## What you need to do
Take the entries below and retype them exactly.

## Data excerpts

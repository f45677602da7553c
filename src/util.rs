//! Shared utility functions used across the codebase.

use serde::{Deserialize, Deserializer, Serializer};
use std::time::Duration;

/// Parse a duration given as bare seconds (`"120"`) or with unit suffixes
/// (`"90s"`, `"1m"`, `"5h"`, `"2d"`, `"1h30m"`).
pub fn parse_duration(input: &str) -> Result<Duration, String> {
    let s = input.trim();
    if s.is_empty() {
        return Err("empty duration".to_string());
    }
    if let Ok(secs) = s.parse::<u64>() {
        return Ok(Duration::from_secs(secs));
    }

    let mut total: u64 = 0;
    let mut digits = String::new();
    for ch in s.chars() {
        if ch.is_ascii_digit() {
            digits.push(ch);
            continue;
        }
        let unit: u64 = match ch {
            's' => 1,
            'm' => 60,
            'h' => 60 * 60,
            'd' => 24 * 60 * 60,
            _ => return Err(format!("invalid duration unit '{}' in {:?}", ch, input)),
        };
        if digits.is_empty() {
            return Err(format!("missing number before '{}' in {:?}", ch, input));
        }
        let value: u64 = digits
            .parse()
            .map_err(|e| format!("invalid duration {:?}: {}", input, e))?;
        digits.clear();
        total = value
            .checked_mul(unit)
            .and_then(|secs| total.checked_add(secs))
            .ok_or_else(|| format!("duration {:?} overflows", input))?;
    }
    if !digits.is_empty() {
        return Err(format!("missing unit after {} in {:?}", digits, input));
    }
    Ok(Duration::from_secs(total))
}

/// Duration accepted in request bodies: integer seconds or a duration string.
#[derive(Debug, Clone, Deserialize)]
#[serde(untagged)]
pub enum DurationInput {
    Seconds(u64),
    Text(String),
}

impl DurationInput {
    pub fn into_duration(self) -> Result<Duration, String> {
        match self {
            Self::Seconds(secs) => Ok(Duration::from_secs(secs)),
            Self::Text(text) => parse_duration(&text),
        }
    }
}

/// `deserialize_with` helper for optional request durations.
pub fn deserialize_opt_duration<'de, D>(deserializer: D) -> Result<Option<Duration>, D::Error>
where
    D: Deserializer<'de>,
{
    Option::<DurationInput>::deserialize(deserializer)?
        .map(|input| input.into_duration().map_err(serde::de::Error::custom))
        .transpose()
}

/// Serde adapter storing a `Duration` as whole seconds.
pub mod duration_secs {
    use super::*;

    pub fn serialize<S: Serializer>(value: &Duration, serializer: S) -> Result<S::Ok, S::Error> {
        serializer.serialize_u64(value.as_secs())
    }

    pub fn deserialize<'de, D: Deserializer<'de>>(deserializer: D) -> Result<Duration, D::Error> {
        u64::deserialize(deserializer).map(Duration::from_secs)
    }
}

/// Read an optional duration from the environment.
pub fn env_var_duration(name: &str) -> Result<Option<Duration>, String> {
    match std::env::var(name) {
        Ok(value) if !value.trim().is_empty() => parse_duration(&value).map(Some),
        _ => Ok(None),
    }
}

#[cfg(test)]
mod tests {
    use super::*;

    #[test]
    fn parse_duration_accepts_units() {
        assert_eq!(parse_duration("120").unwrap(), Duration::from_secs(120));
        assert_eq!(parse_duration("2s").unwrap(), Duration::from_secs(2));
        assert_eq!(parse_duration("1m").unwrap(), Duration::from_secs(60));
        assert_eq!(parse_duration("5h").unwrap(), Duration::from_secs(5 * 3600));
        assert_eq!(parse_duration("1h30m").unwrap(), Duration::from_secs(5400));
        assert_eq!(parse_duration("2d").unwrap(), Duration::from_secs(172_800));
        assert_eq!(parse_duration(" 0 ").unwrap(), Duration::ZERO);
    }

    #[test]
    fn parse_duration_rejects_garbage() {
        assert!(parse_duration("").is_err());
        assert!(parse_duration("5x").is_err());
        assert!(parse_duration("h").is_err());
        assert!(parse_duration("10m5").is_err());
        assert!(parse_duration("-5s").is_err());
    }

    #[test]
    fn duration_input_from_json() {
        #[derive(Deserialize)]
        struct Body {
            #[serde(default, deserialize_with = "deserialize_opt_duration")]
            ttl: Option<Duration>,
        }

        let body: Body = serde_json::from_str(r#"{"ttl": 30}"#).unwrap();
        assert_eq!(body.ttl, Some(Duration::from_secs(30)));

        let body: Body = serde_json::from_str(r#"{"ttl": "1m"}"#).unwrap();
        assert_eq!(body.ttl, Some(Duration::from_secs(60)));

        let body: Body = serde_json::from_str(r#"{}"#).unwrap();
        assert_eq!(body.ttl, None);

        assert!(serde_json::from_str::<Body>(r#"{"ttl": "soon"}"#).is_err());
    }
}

## Response box
repository f45677602da7553c
filename src/util.rs
//! Shared utility functions used across the codebase.

use serde::{Deserialize, Deserializer, Serializer};
use std::time::Duration;

/// Parse a duration given as bare seconds (`"120"`) or with unit suffixes
/// (`"90s"`, `"1m"`, `"5h"`, `"2d"`, `"1h30m"`).
pub fn parse_duration(input: &str) -> Result<Duration, String> {
    let s = input.trim();
    if s.is_empty() {
        return Err("empty duration".to_string());
    }
    if let Ok(secs) = s.parse::<u64>() {
        return Ok(Duration::from_secs(secs));
    }

    let mut total: u64 = 0;
    let mut digits = String::new();
    for ch in s.chars() {
        if ch.is_ascii_digit() {
            digits.push(ch);
            continue;
        }
        let unit: u64 = match ch {
            's' => 1,
            'm' => 60,
            'h' => 60 * 60,
            'd' => 24 * 60 * 60,
            _ => return Err(format!("invalid duration unit '{}' in {:?}", ch, input)),
        };
        if digits.is_empty() {
            return Err(format!("missing number before '{}' in {:?}", ch, input));
        }
        let value: u64 = digits
            .parse()
            .map_err(|e| format!("invalid duration {:?}: {}", input, e))?;
        digits.clear();
        total = value
            .checked_mul(unit)
            .and_then(|secs| total.checked_add(secs))
            .ok_or_else(|| format!("duration {:?} overflows", input))?;
    }
    if !digits.is_empty() {
        return Err(format!("missing unit after {} in {:?}", digits, input));
    }
    Ok(Duration::from_secs(total))
}

/// Duration accepted in request bodies: integer seconds or a duration string.
#[derive(Debug, Clone, Deserialize)]
#[serde(untagged)]
pub enum DurationInput {
    Seconds(u64),
    Text(String),
}

impl DurationInput {
    pub fn into_duration(self) -> Result<Duration, String> {
        match self {
            Self::Seconds(secs) => Ok(Duration::from_secs(secs)),
            Self::Text(text) => parse_duration(&text),
        }
    }
}

/// `deserialize_with` helper for optional request durations.
pub fn deserialize_opt_duration<'de, D>(deserializer: D) -> Result<Option<Duration>, D::Error>
where
    D: Deserializer<'de>,
{
    Option::<DurationInput>::deserialize(deserializer)?
        .map(|input| input.into_duration().map_err(serde::de::Error::custom))
        .transpose()
}

/// Serde adapter storing a `Duration` as whole seconds.
pub mod duration_secs {
    use super::*;

    pub fn serialize<S: Serializer>(value: &Duration, serializer: S) -> Result<S::Ok, S::Error> {
        serializer.serialize_u64(value.as_secs())
    }

    pub fn deserialize<'de, D: Deserializer<'de>>(deserializer: D) -> Result<Duration, D::Error> {
        u64::deserialize(deserializer).map(Duration::from_secs)
    }
}

/// Read an optional duration from the environment.
pub fn env_var_duration(name: &str) -> Result<Option<Duration>, String> {
    match std::env::var(name) {
        Ok(value) if !value.trim().is_empty() => parse_duration(&value).map(Some),
        _ => Ok(None),
    }
}

#[cfg(test)]
mod tests {
    use super::*;

    #[test]
    fn parse_duration_accepts_units() {
        assert_eq!(parse_duration("120").unwrap(), Duration::from_secs(120));
        assert_eq!(parse_duration("2s").unwrap(), Duration::from_secs(2));
        assert_eq!(parse_duration("1m").unwrap(), Duration::from_secs(60));
        assert_eq!(parse_duration("5h").unwrap(), Duration::from_secs(5 * 3600));
        assert_eq!(parse_duration("1h30m").unwrap(), Duration::from_secs(5400));
        assert_eq!(parse_duration("2d").unwrap(), Duration::from_secs(172_800));
        assert_eq!(parse_duration(" 0 ").unwrap(), Duration::ZERO);
    }

    #[test]
    fn parse_duration_rejects_garbage() {
        assert!(parse_duration("").is_err());
        assert!(parse_duration("5x").is_err());
        assert!(parse_duration("h").is_err());
        assert!(parse_duration("10m5").is_err());
        assert!(parse_duration("-5s").is_err());
    }

    #[test]
    fn duration_input_from_json() {
        #[derive(Deserialize)]
        struct Body {
            #[serde(default, deserialize_with = "deserialize_opt_duration")]
            ttl: Option<Duration>,
        }

        let body: Body = serde_json::from_str(r#"{"ttl": 30}"#).unwrap();
        assert_eq!(body.ttl, Some(Duration::from_secs(30)));

        let body: Body = serde_json::from_str(r#"{"ttl": "1m"}"#).unwrap();
        assert_eq!(body.ttl, Some(Duration::from_secs(60)));

        let body: Body = serde_json::from_str(r#"{}"#).unwrap();
        assert_eq!(body.ttl, None);

        assert!(serde_json::from_str::<Body>(r#"{"ttl": "soon"}"#).is_err());
    }
}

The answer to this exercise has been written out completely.